A Dallas Stars fan with the screen name PNLTBX admits, on a message board devoted to the team, that he won't hesitate to take prisoners and banish a Leak-Streaking buddy to the bathroom until a goal is scored. (PeNaLTy BoX, indeed.)
And what of the Leak Streak's diametric (and diuretic) opposite, the Kidney Stonewall? "If it's a [TV] game and we're staying close, I won't get up to pee," writes seesred, an Arizona Cardinals fan, posting in the cyber- Siberia of a Cards' fan website. Moreover, says seesred, "if my wife is out of the room when they're on a roll, she can't come back in. If they're doing great while she's with me, she can't leave."
And Red's wife is one of the lucky ones. "I am made to watch the game from the basement of my dorm, away from anyone," vents Chris From Scranton, a Sixers fan with notoriously bad game-day juju, posting on the team's official site. "And if that fails, I must leave the building until the game is over."
If that fails, Chris presumably gets an Atomic Wedgie, for nothing is more fraught with mojo than a sports fan's underwear. And so a Kansas City man named Ron Bulen wears, for every Pittsburgh Steelers game, black briefs whose white tag says WIN in black Sharpie.

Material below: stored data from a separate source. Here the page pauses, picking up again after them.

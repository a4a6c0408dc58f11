use crate::depth_pipeline::common::{DepthMap, Frame, MediaParams, Result};
use crate::depth_pipeline::sink::writer::FrameSink;

type Callback = Box<dyn FnMut(&Frame, &DepthMap) -> Result<()> + Send>;

/// Forwards every pair to a caller-supplied consumer, e.g. an interactive viewer.
pub struct CallbackSink {
    name: String,
    callback: Callback,
}

impl CallbackSink {
    pub fn new<F>(callback: F) -> Self
    where
        F: FnMut(&Frame, &DepthMap) -> Result<()> + Send + 'static,
    {
        Self::named("callback", callback)
    }

    pub fn named<F>(name: impl Into<String>, callback: F) -> Self
    where
        F: FnMut(&Frame, &DepthMap) -> Result<()> + Send + 'static,
    {
        Self {
            name: name.into(),
            callback: Box::new(callback),
        }
    }
}

impl FrameSink for CallbackSink {
    fn name(&self) -> &str {
        &self.name
    }

    fn prepare(&mut self, _params: &MediaParams) -> Result<()> {
        Ok(())
    }

    fn write(&mut self, frame: &Frame, depth: &DepthMap) -> Result<()> {
        (self.callback)(frame, depth)
    }

    fn close(&mut self) -> Result<()> {
        Ok(())
    }
}
//! Frame sources
//!
//! A source reports its `MediaParams` once it is ready and then yields frames
//! lazily. Read failures end the stream. Random access is an optional
//! capability exposed through [`Seekable`].

mod reader;
mod video;
#[cfg(feature = "video-ffmpeg")]
mod ffmpeg_decoder;
mod camera;
#[cfg(feature = "camera-v4l2")]
mod v4l2_camera;
mod image_dir;
mod raw_decode;

pub use reader::{FrameSource, Seekable};
pub use video::{DecoderOpener, SeekableVideoSource, VideoDecoder, VideoFileSource};
#[cfg(feature = "video-ffmpeg")]
pub use ffmpeg_decoder::FfmpegDecoder;
pub use camera::{CameraConfig, CameraSource};
pub use image_dir::ImageDirSource;
pub use raw_decode::{decode_raw, is_raw_extension};

use std::path::Path;

use crate::depth_pipeline::common::{DepthError, Result};

/// Fails fast when a source is built over a path that does not exist.
pub(crate) fn ensure_exists(path: &Path) -> Result<()> {
    if path.exists() {
        Ok(())
    } else {
        Err(DepthError::SourceConstruction(format!(
            "{}: no such file or directory",
            path.display()
        )))
    }
}
//! Common types module
//!
//! Frame and depth rasters, stream parameters and the shared error type.

pub mod error;
pub mod types;

pub use error::{DepthError, Result};
pub use types::{ChannelOrder, DepthMap, Frame, MediaParams};
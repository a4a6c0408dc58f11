#![cfg(feature = "backend-tract")]

use std::path::Path;

use image::{ImageBuffer, Luma, imageops, imageops::FilterType};
use tracing::{debug, instrument};
use tract_onnx::prelude::*;

use crate::depth_pipeline::common::{DepthError, DepthMap, Frame, Result};
use crate::depth_pipeline::estimator::backend::{DepthEstimator, normalize_depth};

const MEAN: [f32; 3] = [0.485, 0.456, 0.406];
const STD: [f32; 3] = [0.229, 0.224, 0.225];

/// MiDaS-style monocular depth network run through tract.
///
/// The frame is resized to the square network input, normalised with the
/// ImageNet statistics, and the relative inverse depth output is resized back
/// to the frame before normalisation. Larger output means nearer.
pub struct TractDepthEstimator {
    model: TypedRunnableModel<TypedModel>,
    input_size: u32,
}

impl TractDepthEstimator {
    pub fn new<P: AsRef<Path>>(model_path: P, input_size: u32) -> Result<Self> {
        let model_path = model_path.as_ref();
        let side = input_size as usize;
        let model = tract_onnx::onnx()
            .model_for_path(model_path)
            .map_err(|e| {
                DepthError::Estimation(format!("{}: {}", model_path.display(), e))
            })?
            .with_input_fact(
                0,
                InferenceFact::dt_shape(f32::datum_type(), tvec!(1, 3, side, side)),
            )
            .map_err(|e| DepthError::Estimation(e.to_string()))?
            .into_optimized()
            .map_err(|e| DepthError::Estimation(e.to_string()))?
            .into_runnable()
            .map_err(|e| DepthError::Estimation(e.to_string()))?;

        Ok(Self { model, input_size })
    }

    fn build_input(&self, frame: &Frame) -> Tensor {
        let side = self.input_size;
        let resized = imageops::resize(&frame.to_rgb_image(), side, side, FilterType::CatmullRom);
        let side = side as usize;
        tract_ndarray::Array4::from_shape_fn((1, 3, side, side), |(_, channel, y, x)| {
            let value = resized.get_pixel(x as u32, y as u32)[channel] as f32 / 255.0;
            (value - MEAN[channel]) / STD[channel]
        })
        .into_tensor()
    }
}

impl DepthEstimator for TractDepthEstimator {
    fn name(&self) -> &'static str {
        "tract"
    }

    #[instrument(skip_all, fields(width = frame.width(), height = frame.height()))]
    fn estimate(&mut self, frame: &Frame) -> Result<DepthMap> {
        let input = self.build_input(frame);
        let outputs = self
            .model
            .run(tvec!(input.into()))
            .map_err(|e| DepthError::Estimation(format!("inference failed: {}", e)))?;

        let output = outputs
            .first()
            .ok_or_else(|| DepthError::Estimation("model produced no outputs".to_string()))?;
        let values: Vec<f32> = output
            .to_array_view::<f32>()
            .map_err(|e| DepthError::Estimation(e.to_string()))?
            .iter()
            .copied()
            .collect();

        let side = self.input_size;
        let prediction = ImageBuffer::<Luma<f32>, Vec<f32>>::from_raw(side, side, values)
            .ok_or_else(|| {
                DepthError::Estimation(format!("model output is not {}x{}", side, side))
            })?;
        let restored = imageops::resize(
            &prediction,
            frame.width() as u32,
            frame.height() as u32,
            FilterType::CatmullRom,
        );
        debug!("Depth prediction restored to frame size");

        normalize_depth(restored.as_raw(), frame.width(), frame.height())
    }
}
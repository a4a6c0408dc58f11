use std::collections::HashMap;
use std::time::{Duration, Instant};

use tracing::info;

#[derive(Debug, Clone)]
pub struct StageTiming {
    pub name: String,
    pub duration: Duration,
    pub calls: u64,
}

/// Time spent per pipeline stage, accumulated over all frames of a run.
#[derive(Debug, Clone, Default)]
pub struct StageTimings {
    stages: Vec<StageTiming>,
    index: HashMap<String, usize>,
}

impl StageTimings {
    pub fn new() -> Self {
        Self::default()
    }

    pub fn add(&mut self, name: impl Into<String>, duration: Duration) {
        let name = name.into();
        match self.index.get(&name) {
            Some(&i) => {
                self.stages[i].duration += duration;
                self.stages[i].calls += 1;
            }
            None => {
                self.index.insert(name.clone(), self.stages.len());
                self.stages.push(StageTiming {
                    name,
                    duration,
                    calls: 1,
                });
            }
        }
    }

    pub fn record(&mut self, timer: Timer) {
        let (name, duration) = timer.stop();
        self.add(name, duration);
    }

    pub fn total_duration(&self) -> Duration {
        self.stages.iter().map(|s| s.duration).sum()
    }

    pub fn get(&self, name: &str) -> Option<Duration> {
        self.index.get(name).map(|&i| self.stages[i].duration)
    }

    /// Stages in the order they were first seen.
    pub fn stages(&self) -> &[StageTiming] {
        &self.stages
    }

    pub fn log_summary(&self) {
        let total = self.total_duration();
        for stage in &self.stages {
            let percentage = if total.as_secs_f64() > 0.0 {
                (stage.duration.as_secs_f64() / total.as_secs_f64()) * 100.0
            } else {
                0.0
            };
            let per_call = stage.duration.as_secs_f64() * 1000.0 / stage.calls.max(1) as f64;
            info!(
                "{:<12} {:>10.3}ms ({:>5.1}%) {:>8.3}ms/call",
                stage.name,
                stage.duration.as_secs_f64() * 1000.0,
                percentage,
                per_call
            );
        }
        info!("{:<12} {:>10.3}ms", "total", total.as_secs_f64() * 1000.0);
    }
}

pub struct Timer {
    start: Instant,
    name: &'static str,
}

impl Timer {
    pub fn start(name: &'static str) -> Self {
        Self {
            start: Instant::now(),
            name,
        }
    }

    pub fn stop(self) -> (&'static str, Duration) {
        (self.name, self.start.elapsed())
    }
}

#[cfg(test)]
mod tests {
    use super::*;

    #[test]
    fn repeated_stages_accumulate_in_first_seen_order() {
        let mut timings = StageTimings::new();
        timings.add("read", Duration::from_millis(2));
        timings.add("estimate", Duration::from_millis(10));
        timings.add("read", Duration::from_millis(3));

        assert_eq!(timings.get("read"), Some(Duration::from_millis(5)));
        assert_eq!(timings.stages()[0].calls, 2);
        assert_eq!(timings.stages()[1].name, "estimate");
        assert_eq!(timings.total_duration(), Duration::from_millis(15));
        assert_eq!(timings.get("write"), None);
    }
}
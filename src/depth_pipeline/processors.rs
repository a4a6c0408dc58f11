//! Frame-level transforms
//!
//! Preprocessors run on the frame before depth estimation, postprocessors on the
//! `(frame, depth map)` pair after it. Chains of both are swappable between frames.

mod processor;
mod chain;
mod stereo;
mod stabilizer;
mod depth_blur;

pub use processor::{Postprocessor, Preprocessor};
pub use chain::ProcessorChain;
pub use stereo::{ShiftDirection, StereoConfig, StereoSynthesizer};
pub use stabilizer::{StabilizerConfig, StabilizerConfigBuilder, TemporalStabilizer, motion_percent};
pub use depth_blur::DepthBlur;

Bulen is just one of many fans seeking an elusive, elasticized Holey Grail: undefeated undies.
Which raises a question that should resonate with all fans: Which is more vital to the Steelers' fortunes—Hines Ward or...worn Hanes? Or put another way: Do these relics really help?
The answer, of course, is: They can't hurt. More to the point, forsaking them might lead to disaster. "It was my fault the Badgers lost to UNLV," a Wisconsin football fan called Door County Badger confesses (on badgermaniac.com) of the recent Saturday that he unaccountably neglected, for the first time in memory, to turn on the red-and-white lights in his basement.
Red Sox fans can't afford to be so careless. On serpentine Storrow Drive in Boston, on the approach to Fenway Park, the road sign that warns REVERSE CURVE is repeatedly revised to read REVERSE CURSE. This is less vandalism than exorcism.
But then sports is not a religion. It's an irreligion—paganism—which explains all the goats. You know that Cubs fan and Billy Goat Tavern owner William Sianis cursed the Cubs in 1945 after his pet billy goat was denied entry to Wrigley Field for the World Series against the Tigers. Last month three Cubs fans brought a leashed goat to Minute Maid Park in Houston and were likewise denied entry, dooming the Astros in their divisional race with Chicago.